One of the basic operations in a computer is the storage and retrieval of data from memory. Part of the electronic component responsible for the storage of data is known as the 'flip-flop'. It can store binary bit either 0 or 1. It has two stable states: HIGH and LOW, that is, 1 and 0. It has the property to remain in one state indefinitely until it is directed by an input signal to switch over to the other state. It is also called bistable multivabrator. It is a basic memory element. The basic flip – flops are S-R Flip – flop, J-K Flip – flop, D Flip – flop, T Flip – flop. For Presetting and Clearing a clocked flip – flop may be required before applying inputs. For this purpose Preset (PR) and Clear (CLR) terminals are provided. PR and CLR are not low at the same time. Preset and Clear are used to initialize a circuit before normal clocked operation of the circuit starts.

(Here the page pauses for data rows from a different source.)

//! Animation flags
//!
//! The `animated` prop is either a boolean or a partial object:
//! ```text
//! false             -> { inkBar: false, tabPane: false }
//! true              -> { inkBar: true,  tabPane: true  }
//! { tabPane: true } -> merged over { inkBar: true, tabPane: false }
//! ```

use serde::{Deserialize, Serialize};

/// Declared `animated` prop
#[derive(Debug, Clone, Copy, PartialEq, Eq, Serialize, Deserialize)]
#[serde(untagged)]
pub enum Animated {
    Bool(bool),
    Config {
        #[serde(default, rename = "inkBar")]
        ink_bar: Option<bool>,
        #[serde(default, rename = "tabPane")]
        tab_pane: Option<bool>,
    },
}

/// Resolved animation flags
#[derive(Debug, Clone, Copy, PartialEq, Eq, Serialize, Deserialize)]
#[serde(rename_all = "camelCase")]
pub struct AnimatedConfig {
    /// Slide the active-tab indicator
    pub ink_bar: bool,
    /// Animate switching between panes
    pub tab_pane: bool,
}

impl Default for AnimatedConfig {
    fn default() -> Self {
        Self {
            ink_bar: true,
            tab_pane: false,
        }
    }
}

impl AnimatedConfig {
    pub fn resolve(animated: Option<&Animated>) -> Self {
        let defaults = Self::default();
        match animated {
            Some(Animated::Bool(false)) => Self {
                ink_bar: false,
                tab_pane: false,
            },
            Some(Animated::Bool(true)) => Self {
                ink_bar: true,
                tab_pane: true,
            },
            Some(Animated::Config { ink_bar, tab_pane }) => Self {
                ink_bar: ink_bar.unwrap_or(defaults.ink_bar),
                tab_pane: tab_pane.unwrap_or(defaults.tab_pane),
            },
            None => defaults,
        }
    }
}

impl From<bool> for Animated {
    fn from(value: bool) -> Self {
        Animated::Bool(value)
    }
}
//! Layout enums
//!
//! Tab position, text direction, size and widget variant, all parsed from
//! their lowercase prop spellings.

use serde::{Deserialize, Serialize};

use crate::error::PresentationError;

#[derive(Debug, Clone, Copy, Default, PartialEq, Eq, Hash, Serialize, Deserialize)]
#[serde(rename_all = "lowercase")]
pub enum TabPosition {
    #[default]
    Top,
    Bottom,
    Left,
    Right,
}

impl TabPosition {
    /// Left and right stack the tab headers vertically
    pub fn is_vertical(&self) -> bool {
        matches!(self, TabPosition::Left | TabPosition::Right)
    }

    /// Narrow viewports only keep vertical layouts; everything else moves to the top.
    pub fn effective(self, mobile: bool) -> Self {
        if mobile && !self.is_vertical() {
            TabPosition::Top
        } else {
            self
        }
    }

    pub fn as_str(&self) -> &'static str {
        match self {
            TabPosition::Top => "top",
            TabPosition::Bottom => "bottom",
            TabPosition::Left => "left",
            TabPosition::Right => "right",
        }
    }
}

impl std::fmt::Display for TabPosition {
    fn fmt(&self, f: &mut std::fmt::Formatter<'_>) -> std::fmt::Result {
        write!(f, "{}", self.as_str())
    }
}

impl std::str::FromStr for TabPosition {
    type Err = PresentationError;

    fn from_str(s: &str) -> Result<Self, Self::Err> {
        match s.to_lowercase().as_str() {
            "top" => Ok(TabPosition::Top),
            "bottom" => Ok(TabPosition::Bottom),
            "left" => Ok(TabPosition::Left),
            "right" => Ok(TabPosition::Right),
            _ => Err(PresentationError::UnknownValue {
                prop: "tabPosition",
                value: s.to_string(),
            }),
        }
    }
}

#[derive(Debug, Clone, Copy, Default, PartialEq, Eq, Serialize, Deserialize)]
#[serde(rename_all = "lowercase")]
pub enum Direction {
    #[default]
    Ltr,
    Rtl,
}

impl Direction {
    pub fn is_rtl(&self) -> bool {
        matches!(self, Direction::Rtl)
    }
}

impl std::str::FromStr for Direction {
    type Err = PresentationError;

    fn from_str(s: &str) -> Result<Self, Self::Err> {
        match s.to_lowercase().as_str() {
            "ltr" => Ok(Direction::Ltr),
            "rtl" => Ok(Direction::Rtl),
            _ => Err(PresentationError::UnknownValue {
                prop: "direction",
                value: s.to_string(),
            }),
        }
    }
}

#[derive(Debug, Clone, Copy, Default, PartialEq, Eq, Serialize, Deserialize)]
#[serde(rename_all = "lowercase")]
pub enum TabsSize {
    Small,
    #[default]
    #[serde(alias = "default")]
    Middle,
    Large,
}

impl TabsSize {
    pub fn as_str(&self) -> &'static str {
        match self {
            TabsSize::Small => "small",
            TabsSize::Middle => "middle",
            TabsSize::Large => "large",
        }
    }
}

impl std::str::FromStr for TabsSize {
    type Err = PresentationError;

    fn from_str(s: &str) -> Result<Self, Self::Err> {
        match s.to_lowercase().as_str() {
            "small" => Ok(TabsSize::Small),
            "middle" | "default" => Ok(TabsSize::Middle),
            "large" => Ok(TabsSize::Large),
            _ => Err(PresentationError::UnknownValue {
                prop: "size",
                value: s.to_string(),
            }),
        }
    }
}

/// Widget variant
#[derive(Debug, Clone, Copy, Default, PartialEq, Eq, Serialize, Deserialize)]
#[serde(rename_all = "kebab-case")]
pub enum TabsType {
    #[default]
    Line,
    Card,
    EditableCard,
}

impl TabsType {
    /// Only the editable card variant lets users add and remove tabs
    pub fn is_editable(&self) -> bool {
        matches!(self, TabsType::EditableCard)
    }

    pub fn as_str(&self) -> &'static str {
        match self {
            TabsType::Line => "line",
            TabsType::Card => "card",
            TabsType::EditableCard => "editable-card",
        }
    }
}

impl std::str::FromStr for TabsType {
    type Err = PresentationError;

    fn from_str(s: &str) -> Result<Self, Self::Err> {
        match s.to_lowercase().as_str() {
            "line" => Ok(TabsType::Line),
            "card" => Ok(TabsType::Card),
            "editable-card" => Ok(TabsType::EditableCard),
            _ => Err(PresentationError::UnknownValue {
                prop: "type",
                value: s.to_string(),
            }),
        }
    }
}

Figure 1.18: Basic Flip-Flops

Multivibrators

Two-state devices called multivibrators are used extensively in digital electronics. The bistable multivibrators are called flip-flops and are the basic memory devices used in sequential logic. Other two-state devices include the astable multivibrator, which serves as an oscillator, and the monostable multivibrator ("one-shot" multivibrator), which can serve as a pulse source.

Astable Multivibrator

Astable multivibrator is a two-state device which is not stable in either state. The configuration of NAND gate inverters shown is one of many ways to create an astable multivibrator. If point A is high, then that high voltage charges the capacitor and after a time characteristic of the time constant RC will reach the threshold for switching A low and B high. Then the charging process will reverse until the transition back to the original state occurs. This circuit can be constructed from NAND gate.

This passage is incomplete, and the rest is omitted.